Possibile che avesse salvato quegli uomini dal fuoco per poi farli morire di freddo? A questo era servita la sua preveggenza? Non sarebbe riuscita a portarli entrambi fino al rifugio della miniera, questo lo sapeva già da prima, ma aveva agito d’impulso, spinta dall’istinto e dal cuore, che le impediva di assistere inerte alle sofferenze altrui. Sospirò, tenendo ancora chiusi gli occhi doloranti.
-Perché lo fai?…-
Quella voce (o quella domanda?) la riscossero dallo stato catalettico in cui era caduta (quanto tempo era passato??) e per un attimo le fluttuò davanti il viso tirato di suo padre che le poneva la stessa domanda. Ma non era certo suo padre ad aver parlato: era stato l’hanyou che ora si trovava a pochi passi da lei con le mani sui fianchi, la testa e le spalle imbiancati dalla neve e sul viso un’espressione interrogativa, quasi curiosa. Sayouki fu così sorpresa dalla sua apparizione che non riuscì ad emettere alcun suono mentre un turbine di parole, ricordi e pensieri cominciò a vorticarle in testa.
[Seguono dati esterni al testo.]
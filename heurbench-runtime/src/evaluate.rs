use crate::{aggregate, Candidate, CandidateInvoker};
use anyhow::{anyhow, Context, Result};
use heurbench_challenges::{lookup, Case, DomainOptions, ProblemDomain};
use heurbench_structs::{
    config::{BenchmarkConfig, DomainConfig, EvaluationMode},
    core::{EvaluationReport, ScoreRecord},
};
use std::{collections::BTreeMap, fmt, fs, path::Path, str::FromStr, sync::Arc, time::Duration};
use tracing::{debug, info, warn};

/// Raw instance text keyed by file name.
pub type Dataset = BTreeMap<String, String>;

/// Which sub-cases of each file take part in an evaluation.
#[derive(Debug, Clone, Copy, PartialEq, Eq, Default)]
pub enum Split {
    #[default]
    All,
    /// Only the cases listed in the dev table.
    Dev,
    /// Everything except the dev cases.
    Holdout,
}

impl Split {
    pub fn includes(&self, config: &DomainConfig, file: &str, case: usize) -> bool {
        match self {
            Split::All => true,
            Split::Dev => config.is_dev_case(file, case),
            Split::Holdout => !config.is_dev_case(file, case),
        }
    }
}

impl FromStr for Split {
    type Err = anyhow::Error;

    fn from_str(s: &str) -> Result<Self> {
        match s {
            "all" => Ok(Split::All),
            "dev" => Ok(Split::Dev),
            "holdout" => Ok(Split::Holdout),
            _ => Err(anyhow!("Invalid split '{}'. Expected all, dev or holdout", s)),
        }
    }
}

impl fmt::Display for Split {
    fn fmt(&self, f: &mut fmt::Formatter<'_>) -> fmt::Result {
        match self {
            Split::All => write!(f, "all"),
            Split::Dev => write!(f, "dev"),
            Split::Holdout => write!(f, "holdout"),
        }
    }
}

/// Builds a domain with the options its config entry asks for.
pub fn domain_from_config(name: &str, config: &BenchmarkConfig) -> Result<Box<dyn ProblemDomain>> {
    let mut options = DomainOptions::default();
    if let Some(runway_counts) = config.domain(name).runway_counts {
        options.runway_counts = runway_counts;
    }
    lookup(name, &options)
}

/// Reads every regular, non-hidden file directly inside `dir`.
pub fn load_dataset_dir(dir: &Path) -> Result<Dataset> {
    let mut dataset = Dataset::new();
    for entry in
        fs::read_dir(dir).with_context(|| format!("Failed to read dataset dir: {:?}", dir))?
    {
        let path = entry?.path();
        let file_name = match path.file_name().and_then(|name| name.to_str()) {
            Some(name) if !name.starts_with('.') && path.is_file() => name.to_string(),
            _ => continue,
        };
        let text = fs::read_to_string(&path)
            .with_context(|| format!("Failed to read instance file: {:?}", path))?;
        dataset.insert(file_name, text);
    }
    if dataset.is_empty() {
        return Err(anyhow!("Dataset dir {:?} holds no instance files", dir));
    }
    Ok(dataset)
}

/// Parses every file of a dataset; the first parse error aborts loading.
pub fn parse_dataset(
    domain: &dyn ProblemDomain,
    dataset: &Dataset,
) -> Result<BTreeMap<String, Vec<Case>>> {
    dataset
        .iter()
        .map(|(file, text)| {
            let cases = domain
                .parse(text)
                .with_context(|| format!("Failed to parse {} instance file '{}'", domain.name(), file))?;
            debug!("parsed {} case(s) from {}", cases.len(), file);
            Ok((file.clone(), cases))
        })
        .collect()
}

/// Wall-clock budget per candidate call: the configured override, else the
/// domain's declared budget. A configured `0` disables the budget.
pub fn timeout_for(domain: &dyn ProblemDomain, config: &DomainConfig) -> Option<Duration> {
    match config.timeout_secs {
        Some(0) => None,
        Some(secs) => Some(Duration::from_secs(secs)),
        None => Some(domain.timeout()),
    }
}

/// Runs `candidate` on every selected case of `dataset` and scores it.
///
/// In [`EvaluationMode::AllOrNothing`] the first candidate failure or constraint
/// violation ends the run and the report carries no score, only the message.
/// [`EvaluationMode::PartialCredit`] records failed cases and averages the rest.
pub fn evaluate(
    domain: &dyn ProblemDomain,
    dataset: &Dataset,
    candidate: Arc<dyn Candidate>,
    config: &BenchmarkConfig,
    split: Split,
) -> EvaluationReport {
    let mode = config.mode;
    let domain_config = config.domain(domain.name());
    let parsed = match parse_dataset(domain, dataset) {
        Ok(parsed) => parsed,
        Err(e) => {
            warn!("{:#}", e);
            return EvaluationReport::failure(domain.name(), mode, format!("{:#}", e));
        }
    };
    let invoker = CandidateInvoker::new(candidate).with_timeout(timeout_for(domain, &domain_config));
    debug!("{} time budget per call: {:?}", domain.name(), invoker.timeout());

    let mut files = BTreeMap::new();
    for (file, cases) in parsed.iter() {
        let mut records = Vec::new();
        for (idx, case) in cases.iter().enumerate() {
            if !split.includes(&domain_config, file, idx) {
                continue;
            }
            let reference = domain_config
                .optimal_for(file, idx)
                .or_else(|| case.reference_objective());

            let outcome = invoker
                .invoke(case.arguments())
                .map_err(|e| e.to_string())
                .and_then(|output| case.verify(&output).map_err(|e| e.to_string()));
            match outcome {
                Ok(objective) => {
                    let score = domain.sense().score(objective);
                    debug!("{} case {}: objective {}", file, idx, objective);
                    records.push(ScoreRecord::verified(idx, objective, score, reference));
                }
                Err(e) => {
                    let message = format!("{} case {}: {}", file, idx, e);
                    warn!("{}", message);
                    if mode == EvaluationMode::AllOrNothing {
                        return EvaluationReport::failure(domain.name(), mode, message);
                    }
                    records.push(ScoreRecord::failed(idx, e, reference));
                }
            }
        }
        files.insert(file.clone(), records);
    }

    let records: Vec<&ScoreRecord> = files.values().flatten().collect();
    let scores: Vec<f64> = records.iter().filter_map(|record| record.score).collect();
    let success_fraction =
        (!records.is_empty()).then(|| scores.len() as f64 / records.len() as f64);
    let score = aggregate(&scores);
    let error = match (records.is_empty(), score) {
        (true, _) => Some(format!("no cases selected for split '{}'", split)),
        (false, None) => Some("no case verified".to_string()),
        (false, Some(_)) => None,
    };
    info!(
        "{} ({:?}, split {}): score {:?} over {} case(s)",
        domain.name(),
        mode,
        split,
        score,
        records.len()
    );

    EvaluationReport {
        domain: domain.name().to_string(),
        mode,
        score,
        error,
        success_fraction,
        files,
    }
}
Guardando in quegli occhi così dannatamente chiari l’hanyou li vide diventare vacui e si rese conto che essi non lo vedevano più; cos’era successo alla donna che poco prima l’aveva quasi incenerito con uno sguardo? Il giovane sentiva che qualcosa lo trascinava verso quella donna (o era una bambina?), non era più padrone di sé…non avrebbe sopportato oltre quello sguardo e senza pensare a ciò che diceva, parlò come trasognato:
-Il mio nome è Inuyasha-
Lui stesso si stupì delle proprie parole, ma come preso da non sapeva quale follia, fece un passo verso la donna, poi un altro, attratto da una forza irresistibile…
Un rumore ancora lontano di zoccoli e voci umane ruppe improvvisamente l’incantesimo e liberò il giovane che, con un’ultima occhiata alla miko ancora immobile ai piedi dell’albero, il suo volto pallido rigato dalle lacrime, spiccò un balzo e svanì nel buio che precede l’alba.



(*) Per chi obietta che l’ematite è nera, ricordo che allo stato grezzo, la si trova in filoni rosso cigliegia per la presenza di ferro. Il suo colore va dunque dal rossastro al grigio, controllate pure...magari sbaglia il mio libro sui minerali.


Piccolo dizionario di giapponese (senza pretese ^_^ ):
miko: sacerdotessa.
hakama: pantaloni rossi molto larghi, tipico abito delle sacerdotesse, completato dalla casacca bianca detta byakue.
hanyou: mezzodemone.
youkai: demone.
kariginu: tipico completo da caccia.
torii: arco sacro che delimita l’area dei templi shintoisti.